FR H-Volatility - page 35

 
NorthernWind, Better himself (in the sense of his strategy) - hardly discussed. It's not too spread out, and there are only hypotheses about PNN, inputs and outputs. There was an attempt, 'Probabilistic neural networks, packages and algorithms for MT4' but it is more related to different software. See his profile thread, there are some bits of information there.
 
Mathemat:
Yurixx, I have already written my preliminary conclusions about equivolume bars here: 'Need an indicator reflecting price in operating time.'. It is not quite what you ask, and the discovery did not make my mood better either as I was expecting something closer to Gaussian.

But it does give me some hope - if, say, one throws it on this graph ... well, okay, I'll have to check it out...

And about the distribution of maxima, I think kamal gave you the idea, as far as I remember.


I saw that post when you wrote it. Noted for myself that you also got the results that Neutron and I got earlier. Noted also that you were going to sort out the High-Low stats for the equivolume bars, have been waiting for the results ever since. will they be ?

I had no illusions that switching to Equibar would make a revolution.
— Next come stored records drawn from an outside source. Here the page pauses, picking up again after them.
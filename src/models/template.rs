use serde::Serialize;

#[derive(Debug, Clone, Copy, PartialEq, Eq, Serialize)]
pub struct DesignTemplate {
    pub name: &'static str,
    pub description: &'static str,
    /// SVG path data for the picker icon. Never interpreted by this crate.
    pub icon: &'static str,
    pub prompt_fragment: &'static str,
}

pub static DESIGN_TEMPLATES: [DesignTemplate; 4] = [
    DesignTemplate {
        name: "Minimalist & Clean",
        description: "Lots of white space, simple shapes and a calm, restrained palette.",
        icon: "M4 6h16M4 12h16M4 18h16",
        prompt_fragment: "Use a minimalist and clean style: generous negative space, simple geometric shapes, a soft neutral color palette and soft natural lighting. The product should be the single clear focal point.",
    },
    DesignTemplate {
        name: "Bold & Vibrant",
        description: "Saturated colors, strong contrast and energetic composition.",
        icon: "M13 10V3L4 14h7v7l9-11h-7z",
        prompt_fragment: "Use a bold and vibrant style: highly saturated complementary colors, strong contrast, dynamic diagonal composition and energetic abstract shapes that make the product pop.",
    },
    DesignTemplate {
        name: "Elegant & Luxurious",
        description: "Rich textures, dark tones and refined gold accents.",
        icon: "M5 3l3.5 6L12 3l3.5 6L19 3v12H5z",
        prompt_fragment: "Use an elegant and luxurious style: deep rich tones such as black, navy or burgundy, subtle gold or metallic accents, premium materials like marble or silk, and dramatic studio lighting.",
    },
    DesignTemplate {
        name: "Futuristic & Techy",
        description: "Neon glows, dark backgrounds and digital motifs.",
        icon: "M9 3v2M15 3v2M9 19v2M15 19v2M3 9h2M3 15h2M19 9h2M19 15h2M7 7h10v10H7z",
        prompt_fragment: "Use a futuristic and techy style: dark background with neon cyan and magenta glows, holographic surfaces, circuit-like patterns and a sleek high-tech atmosphere.",
    },
];

impl DesignTemplate {
    /// Look a template up by name, ignoring case and surrounding whitespace.
    pub fn find(name: &str) -> Option<&'static DesignTemplate> {
        let needle = name.trim();
        DESIGN_TEMPLATES
            .iter()
            .find(|template| template.name.eq_ignore_ascii_case(needle))
    }

    pub fn default_template() -> &'static DesignTemplate {
        &DESIGN_TEMPLATES[0]
    }
}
If it were possible, this revolution would have taken place a long time ago - the idea lies on the surface. But the fact that it will make it possible to reveal any subtleties is quite conceivable. And it is often in the subtleties that the clues lie.

You're absolutely right, "that's not exactly what I asked". However, if you know an approach that will solve the problem, please share, pls. In my post on the last page, in the two quotes cited, the problem is formulated quite clearly, in my opinion.

By the way, pay attention to this thread 'Classification of trading systems and estimation of their value'. You don't seem to have been there yet, and without the problem you are trying to solve, all reasoning on that topic is constructing formulas from the ceiling.

 
Yurixx:

Noted also that you are going to sort out the High-Low stats for the equivolume bars, have been waiting for the results since then. Will they be ?

...

You're absolutely right, "that's not exactly what I was asking about". However, if you know an approach that will solve the problem at hand, then share, pls. In my post on the last page, in the two quotes cited, the problem is formulated quite clearly, in my opinion.

...

By the way, pay attention to this thread 'Classification of trading systems and estimation of their value'. You don't seem to have been there yet, and without the problem you're trying to solve, all reasoning on that topic is constructing formulas from the ceiling.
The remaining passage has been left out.